En febrero, durante una comparecencia desde la India, ya dio a entender que no le importa la suerte que corran sus barones territoriales porque su prioridad es él mismo: «Nuestro electorado se está quedando en la abstención (…). Entiendo que puede haber elementos que hayan significado argumentos para quedarse en la abstención, pero, en todo caso, trabajaremos precisamente para que todo ese electorado se movilice cuando lleguen las elecciones generales», señaló entonces.

Por lo que respecta a los pactos de la derecha, en Extremadura es de prever que ambos partidos lleguen a un acuerdo antes de los dos meses de la cuenta atrás que empezó el viernes. Sin embargo, vistas las hostilidades entre el PP y Vox, no es descartable que los extremeños vuelvan a las urnas en mayo del próximo año.

En quinto lugar, con una derecha en una horquilla de entre 190 y 200 escaños en todas las encuestas salvo en el CIS, para la izquierda sería suicida concurrir a las urnas en tres candidaturas. Puede que agotando la legislatura suceda de igual manera, pero es que de celebrarse ahora las generales, ocurriría seguro. El paso a un lado de Yolanda Díaz da una oportunidad, por mínima que sea, al entendimiento entre Sumar y Podemos. Pero la operación necesita tiempo, y aun así lo más probable es que no fructifique.
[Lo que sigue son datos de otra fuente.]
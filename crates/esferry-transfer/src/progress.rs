//! Progress reporting for transfers
//!
//! Observational only: nothing here feeds back into the pipeline's
//! accounting. Bars draw on the console when enabled; throttled tracing
//! events cover unattended runs where no terminal is watching.

use indicatif::{ProgressBar, ProgressStyle};
use tracing::info;

/// Create a progress bar for one unit of work
pub fn create_transfer_bar(total: u64, unit_key: &str) -> ProgressBar {
    let pb = ProgressBar::new(total);
    pb.set_style(
        ProgressStyle::default_bar()
            .template("{msg}\n{spinner:.green} [{elapsed_precise}] [{wide_bar:.cyan/blue}] {pos}/{len} docs ({eta})")
            .expect("Invalid progress bar template")
            .progress_chars("#>-"),
    );
    pb.set_message(unit_key.to_string());
    pb
}

/// Format bytes into human-readable string
pub fn format_bytes(bytes: u64) -> String {
    const UNITS: &[&str] = &["B", "KB", "MB", "GB", "TB"];
    let mut size = bytes as f64;
    let mut unit_idx = 0;

    while size >= 1024.0 && unit_idx < UNITS.len() - 1 {
        size /= 1024.0;
        unit_idx += 1;
    }

    if unit_idx == 0 {
        format!("{} {}", size as u64, UNITS[unit_idx])
    } else {
        format!("{:.2} {}", size, UNITS[unit_idx])
    }
}

/// Published-document tally for one unit, reported every N documents
pub struct TransferProgress {
    unit_key: String,
    bar: Option<ProgressBar>,
    report_every: u64,
    published: u64,
    last_reported: u64,
}

impl TransferProgress {
    /// Progress with a console bar sized to the expected total
    pub fn with_bar(expected: u64, unit_key: &str, report_every: u64) -> Self {
        Self {
            unit_key: unit_key.to_string(),
            bar: Some(create_transfer_bar(expected, unit_key)),
            report_every: report_every.max(1),
            published: 0,
            last_reported: 0,
        }
    }

    /// Progress without console drawing; tracing events only
    pub fn quiet(unit_key: &str, report_every: u64) -> Self {
        Self {
            unit_key: unit_key.to_string(),
            bar: None,
            report_every: report_every.max(1),
            published: 0,
            last_reported: 0,
        }
    }

    /// Record `n` newly published documents
    pub fn record(&mut self, n: u64) {
        self.published += n;
        if let Some(ref bar) = self.bar {
            bar.inc(n);
        }
        if self.published - self.last_reported >= self.report_every {
            self.last_reported = self.published;
            info!(unit = %self.unit_key, published = self.published, "transfer progress");
        }
    }

    /// Total recorded so far
    pub fn published(&self) -> u64 {
        self.published
    }

    /// Close out the bar, leaving the final count on screen
    pub fn finish(&self) {
        if let Some(ref bar) = self.bar {
            bar.finish();
        }
    }
}
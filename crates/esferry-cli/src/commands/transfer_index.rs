//! Whole-index transfer through a staged dump
//!
//! Each index is staged to disk first, then replayed from the dump into the
//! broker. An index that is already checkpointed is neither staged nor
//! replayed, so an interrupted run resumes where it stopped.

use crate::commands::{build_publisher, print_summary};
use crate::{Cli, Result, TransferIndexArgs};
use colored::Colorize;
use esferry_transfer::dump::{self, DumpSource};
use esferry_transfer::indices::IndexCatalog;
use esferry_transfer::source::EsDocumentSource;
use esferry_transfer::{
    CheckpointLog, EsClient, RunSummary, TransferOptions, TransferPipeline,
};
use std::sync::Arc;
use tracing::{error, info, warn};

pub async fn run(cli: &Cli, args: &TransferIndexArgs) -> Result<()> {
    let catalog = IndexCatalog::load(&args.catalog)?;
    let units = if !args.select.is_empty() {
        catalog.select(&args.select)?
    } else if let Some(until) = &args.until {
        catalog.until(until)?
    } else {
        catalog.units()
    };

    if units.is_empty() {
        println!(
            "{} Catalog {} lists no indices; nothing to do",
            "→".cyan(),
            args.catalog.display()
        );
        return Ok(());
    }

    let options = TransferOptions::new()
        .with_page_size(args.page_size)
        .with_batch_size(args.batch_size)
        .with_queue_capacity(args.queue_capacity)
        .with_report_every(args.report_every)
        .with_dry_run(args.dry_run)
        .with_continue_on_error(args.continue_on_error)
        .with_show_progress(true);

    let client = EsClient::with_env_auth(cli.es_url.clone())?;
    let stage_source = EsDocumentSource::new(client, &options);
    let replay = Arc::new(DumpSource::new(&args.stage_dir, args.page_size));
    let publisher = build_publisher(cli, args.dry_run).await?;
    let checkpoint = CheckpointLog::load(&args.checkpoint_file)?;

    info!(
        units = units.len(),
        stage_dir = %args.stage_dir.display(),
        "starting index transfer run"
    );
    println!(
        "{} Transferring {} index(es), staged under {}",
        "→".cyan(),
        units.len(),
        args.stage_dir.display()
    );

    let mut pipeline = TransferPipeline::new(replay, publisher, checkpoint, options);
    let mut total = RunSummary::default();

    for unit in &units {
        // Checkpointed indices need no dump; the pipeline records the skip.
        if !pipeline.checkpoint().contains(unit.key()) {
            match dump::stage_unit(&stage_source, unit, &args.stage_dir, true).await {
                Ok(staged) if staged.reused => {
                    println!(
                        "{} {}  reusing staged dump ({} docs)",
                        "→".cyan(),
                        unit.key(),
                        staged.documents
                    );
                },
                Ok(staged) => {
                    println!(
                        "{} {}  staged {} docs",
                        "↓".cyan(),
                        unit.key(),
                        staged.documents
                    );
                },
                Err(e) => {
                    error!(unit = %unit.key(), error = %e, "staging failed");
                    total.failed.push((unit.key().to_string(), e));
                    if args.continue_on_error {
                        continue;
                    }
                    break;
                },
            }
        }

        let summary = pipeline.run(std::slice::from_ref(unit)).await?;
        let committed = !summary.committed.is_empty();
        let clean = summary.is_clean();
        total.merge(summary);

        if committed && args.clean_after_upload && !args.dry_run {
            if let Err(e) = dump::clean_unit(&args.stage_dir, unit.key()).await {
                warn!(unit = %unit.key(), error = %e, "could not remove staged dump");
            }
        }

        if !clean && !args.continue_on_error {
            break;
        }
    }

    print_summary(&total, units.len(), args.dry_run)
}
//! Elasticsearch client module
//!
//! HTTP client for the cluster holding the job-monitoring records: count,
//! scrolled scans (optionally sliced), and index listings.

pub mod client;
pub mod endpoints;
pub mod types;

pub use client::EsClient;
pub use types::*;
//! Transfer configuration
//!
//! Tuning knobs for the scan/publish pipeline. Every field has a default
//! that matches how production transfers run; the CLI overrides them from
//! flags.

use serde::{Deserialize, Serialize};

// ============================================================================
// Transfer Defaults
// ============================================================================

/// Documents fetched per scroll page from Elasticsearch.
pub const DEFAULT_PAGE_SIZE: usize = 5000;

/// Documents accumulated before a publish to the broker.
pub const DEFAULT_BATCH_SIZE: usize = 1000;

/// Parallel scan slices per unit of work. One slice means a plain scroll.
pub const DEFAULT_SLICES: u64 = 1;

/// Bounded relay queue capacity, in messages.
pub const DEFAULT_QUEUE_CAPACITY: usize = 2048;

/// Progress is reported every this many published documents.
pub const DEFAULT_REPORT_EVERY: u64 = 500;

/// Index pattern holding the job-monitoring records.
pub const DEFAULT_INDEX_PATTERN: &str = "jobs-*";

/// Document field carrying the record timestamp, in epoch seconds.
pub const DEFAULT_TIME_FIELD: &str = "RecordTime";

/// Transfer pipeline options
#[derive(Debug, Clone, Serialize, Deserialize)]
pub struct TransferOptions {
    /// Scroll page size per Elasticsearch request
    pub page_size: usize,

    /// Documents per broker publish
    pub batch_size: usize,

    /// Parallel scan slices per unit of work
    pub slices: u64,

    /// Relay queue capacity in messages
    pub queue_capacity: usize,

    /// Progress report interval in documents
    pub report_every: u64,

    /// Index pattern searched for date units
    pub index_pattern: String,

    /// Time-range field for date units
    pub time_field: String,

    /// Publish nothing; verify counts against a synthetic acknowledger
    pub dry_run: bool,

    /// Keep going with the next unit after one aborts
    pub continue_on_error: bool,

    /// Draw progress bars on the console
    #[serde(default)]
    pub show_progress: bool,
}

impl Default for TransferOptions {
    fn default() -> Self {
        Self {
            page_size: DEFAULT_PAGE_SIZE,
            batch_size: DEFAULT_BATCH_SIZE,
            slices: DEFAULT_SLICES,
            queue_capacity: DEFAULT_QUEUE_CAPACITY,
            report_every: DEFAULT_REPORT_EVERY,
            index_pattern: DEFAULT_INDEX_PATTERN.to_string(),
            time_field: DEFAULT_TIME_FIELD.to_string(),
            dry_run: false,
            continue_on_error: false,
            show_progress: false,
        }
    }
}

impl TransferOptions {
    /// Create options with default values
    pub fn new() -> Self {
        Self::default()
    }

    pub fn with_page_size(mut self, page_size: usize) -> Self {
        self.page_size = page_size.max(1);
        self
    }

    pub fn with_batch_size(mut self, batch_size: usize) -> Self {
        self.batch_size = batch_size.max(1);
        self
    }

    pub fn with_slices(mut self, slices: u64) -> Self {
        self.slices = slices.max(1);
        self
    }

    pub fn with_queue_capacity(mut self, capacity: usize) -> Self {
        self.queue_capacity = capacity.max(1);
        self
    }

    pub fn with_report_every(mut self, report_every: u64) -> Self {
        self.report_every = report_every.max(1);
        self
    }

    pub fn with_index_pattern(mut self, pattern: impl Into<String>) -> Self {
        self.index_pattern = pattern.into();
        self
    }

    pub fn with_time_field(mut self, field: impl Into<String>) -> Self {
        self.time_field = field.into();
        self
    }

    pub fn with_dry_run(mut self, dry_run: bool) -> Self {
        self.dry_run = dry_run;
        self
    }

    pub fn with_continue_on_error(mut self, continue_on_error: bool) -> Self {
        self.continue_on_error = continue_on_error;
        self
    }

    pub fn with_show_progress(mut self, show_progress: bool) -> Self {
        self.show_progress = show_progress;
        self
    }
}

#[cfg(test)]
#[allow(clippy::unwrap_used, clippy::expect_used)]
mod tests {
    use super::*;

    #[test]
    fn test_defaults() {
        let options = TransferOptions::default();
        assert_eq!(options.page_size, DEFAULT_PAGE_SIZE);
        assert_eq!(options.batch_size, DEFAULT_BATCH_SIZE);
        assert_eq!(options.slices, 1);
        assert_eq!(options.queue_capacity, DEFAULT_QUEUE_CAPACITY);
        assert_eq!(options.index_pattern, "jobs-*");
        assert_eq!(options.time_field, "RecordTime");
        assert!(!options.dry_run);
        assert!(!options.continue_on_error);
    }

    #[test]
    fn test_builder_setters() {
        let options = TransferOptions::new()
            .with_page_size(100)
            .with_batch_size(10)
            .with_slices(3)
            .with_queue_capacity(16)
            .with_index_pattern("jobs-2021-*")
            .with_time_field("DataCollectionDate")
            .with_dry_run(true)
            .with_continue_on_error(true);

        assert_eq!(options.page_size, 100);
        assert_eq!(options.batch_size, 10);
        assert_eq!(options.slices, 3);
        assert_eq!(options.queue_capacity, 16);
        assert_eq!(options.index_pattern, "jobs-2021-*");
        assert_eq!(options.time_field, "DataCollectionDate");
        assert!(options.dry_run);
        assert!(options.continue_on_error);
    }

    #[test]
    fn test_zero_values_are_clamped() {
        let options = TransferOptions::new()
            .with_page_size(0)
            .with_batch_size(0)
            .with_slices(0)
            .with_queue_capacity(0);

        assert_eq!(options.page_size, 1);
        assert_eq!(options.batch_size, 1);
        assert_eq!(options.slices, 1);
        assert_eq!(options.queue_capacity, 1);
    }
}
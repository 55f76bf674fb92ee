//! Scan worker
//!
//! One producer task per scan slice: drain the scan page by page, forward
//! every document onto the relay queue, then send a single end-of-stream
//! marker. A failed scan returns without the marker, which the consumer side
//! surfaces as an incomplete stream.

use crate::relay::{RelayMessage, RelaySender};
use crate::source::DocumentScan;
use esferry_common::{Result, TransferError};
use tracing::debug;

/// Drive one scan to completion, forwarding documents to the relay queue.
///
/// Returns the number of documents forwarded. Sends block when the queue is
/// full; that backpressure is what keeps a fast cluster from ballooning
/// memory ahead of a slow broker.
pub async fn run_scan(
    mut scan: Box<dyn DocumentScan>,
    tx: RelaySender,
    slice_id: u64,
) -> Result<u64> {
    let mut forwarded = 0u64;

    loop {
        let page = scan.next_page().await?;
        if page.is_empty() {
            break;
        }

        for doc in page {
            tx.send(RelayMessage::Document(doc)).await.map_err(|_| {
                TransferError::relay_protocol("relay queue closed while documents remained")
            })?;
            forwarded += 1;
        }
    }

    tx.send(RelayMessage::EndOfStream).await.map_err(|_| {
        TransferError::relay_protocol("relay queue closed before end of stream")
    })?;

    debug!(slice = slice_id, docs = forwarded, "scan slice complete");
    Ok(forwarded)
}

#[cfg(test)]
#[allow(clippy::unwrap_used, clippy::expect_used)]
mod tests {
    use super::*;
    use crate::relay::relay_channel;
    use crate::testing::{FailingScan, PagedScan};
    use serde_json::json;

    #[tokio::test]
    async fn test_forwards_all_pages_then_one_marker() {
        let scan = PagedScan::from_counts(&[3, 2]);
        let (tx, mut rx) = relay_channel(16);

        let forwarded = run_scan(Box::new(scan), tx, 0).await.unwrap();
        assert_eq!(forwarded, 5);

        let mut docs = 0;
        let mut markers = 0;
        while let Some(message) = rx.recv().await {
            match message {
                RelayMessage::Document(_) => docs += 1,
                RelayMessage::EndOfStream => markers += 1,
                RelayMessage::ExpectedTotal(_) => panic!("scan workers never announce totals"),
            }
        }
        assert_eq!(docs, 5);
        assert_eq!(markers, 1);
    }

    #[tokio::test]
    async fn test_empty_scan_sends_only_the_marker() {
        let scan = PagedScan::from_counts(&[]);
        let (tx, mut rx) = relay_channel(4);

        let forwarded = run_scan(Box::new(scan), tx, 0).await.unwrap();
        assert_eq!(forwarded, 0);

        assert!(matches!(rx.recv().await, Some(RelayMessage::EndOfStream)));
        assert!(rx.recv().await.is_none());
    }

    #[tokio::test]
    async fn test_scan_error_propagates_without_marker() {
        let scan = FailingScan::after_docs(2);
        let (tx, mut rx) = relay_channel(16);

        let err = run_scan(Box::new(scan), tx, 0).await.unwrap_err();
        assert!(matches!(err, TransferError::PartialShardFailure { .. }));

        let mut markers = 0;
        while let Some(message) = rx.recv().await {
            if matches!(message, RelayMessage::EndOfStream) {
                markers += 1;
            }
        }
        assert_eq!(markers, 0, "a failed scan must not signal completion");
    }

    #[tokio::test]
    async fn test_closed_queue_is_a_protocol_error() {
        let scan = PagedScan::new(vec![vec![
            match json!({ "GlobalJobId": "a#1#1" }) {
                serde_json::Value::Object(map) => map,
                _ => unreachable!(),
            },
        ]]);
        let (tx, rx) = relay_channel(4);
        drop(rx);

        let err = run_scan(Box::new(scan), tx, 0).await.unwrap_err();
        assert!(matches!(err, TransferError::RelayProtocol(_)));
    }
}
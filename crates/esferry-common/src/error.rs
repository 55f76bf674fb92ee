//! Error types for esferry
//!
//! This module provides the error taxonomy for transfer operations with clear,
//! actionable messages. Every variant that aborts a unit of work leaves the
//! checkpoint log untouched, so the unit is retried by a later run.

use thiserror::Error;

/// Result type alias for transfer operations
pub type Result<T> = std::result::Result<T, TransferError>;

/// Comprehensive error type for transfer operations
///
/// Variants are scoped to one unit of work unless noted otherwise. A unit
/// that fails with any of these is never marked done.
#[derive(Error, Debug)]
pub enum TransferError {
    /// Elasticsearch or broker transport failed mid-flight
    #[error("Transport error: {0}. The current unit was not committed; rerun to retry it.")]
    Transport(#[from] reqwest::Error),

    /// Elasticsearch answered, but one or more shards did not participate
    #[error("Partial shard failure: {successful}/{total} shards responded. Results would be incomplete; rerun once the cluster is healthy.")]
    PartialShardFailure { successful: u64, total: u64 },

    /// Accounting failed at the end of a unit of work
    #[error("Count mismatch: expected {expected} documents, received {received}, published {published}. The unit was not committed; rerun to retry it.")]
    CountMismatch {
        expected: u64,
        received: u64,
        published: u64,
    },

    /// A document is missing a required field or has the wrong shape
    #[error("Malformed document: {0}. Transfers fail loud rather than publish bad records.")]
    MalformedDocument(String),

    /// The checkpoint log lists the same unit key twice
    #[error("Duplicate checkpoint entry: '{0}'. The checkpoint file is corrupt; inspect it before rerunning.")]
    DuplicateCheckpointEntry(String),

    /// The relay queue protocol was violated
    #[error("Relay protocol error: {0}")]
    RelayProtocol(String),

    /// Broker connect, publish, or confirm failed
    #[error("Broker error: {0}. Check the AMQP endpoint and credentials.")]
    Broker(String),

    /// Configuration is missing or invalid
    #[error("Configuration error: {0}. Check your environment variables or command-line flags.")]
    Config(String),

    /// File system operation failed
    #[error("File operation failed: {0}. Check file permissions and disk space.")]
    Io(#[from] std::io::Error),

    /// JSON parsing failed
    #[error("Failed to parse JSON: {0}")]
    Json(#[from] serde_json::Error),

    /// Generic anyhow error wrapper
    #[error(transparent)]
    Other(#[from] anyhow::Error),
}

impl TransferError {
    /// Create a malformed document error
    pub fn malformed(msg: impl Into<String>) -> Self {
        Self::MalformedDocument(msg.into())
    }

    /// Create a relay protocol error
    pub fn relay_protocol(msg: impl Into<String>) -> Self {
        Self::RelayProtocol(msg.into())
    }

    /// Create a broker error
    pub fn broker(msg: impl Into<String>) -> Self {
        Self::Broker(msg.into())
    }

    /// Create a configuration error
    pub fn config(msg: impl Into<String>) -> Self {
        Self::Config(msg.into())
    }

    /// Create a count mismatch error
    pub fn count_mismatch(expected: u64, received: u64, published: u64) -> Self {
        Self::CountMismatch {
            expected,
            received,
            published,
        }
    }

    /// Whether this error aborts the whole run even with --continue-on-error
    ///
    /// Checkpoint corruption is never something to keep running past.
    pub fn is_run_fatal(&self) -> bool {
        matches!(self, Self::DuplicateCheckpointEntry(_))
    }
}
Para Sánchez, como también para la dirección del PSOE, su problema es de movilización: sus votantes no se han ido a otros partidos, interpretan ellos, sino que se están quedando en casa. En otras palabras: son recuperables. Ahora bien, que el rechazo a Trump y a Benjamin Netanyahu los empujara a las urnas es otra cuestión. Pero en política, el primer paso para ganar (incluso ganar perdiendo, como Sánchez en 2023) es que parezca que puedes ganar. Y en eso está Sánchez, en recobrar sensaciones.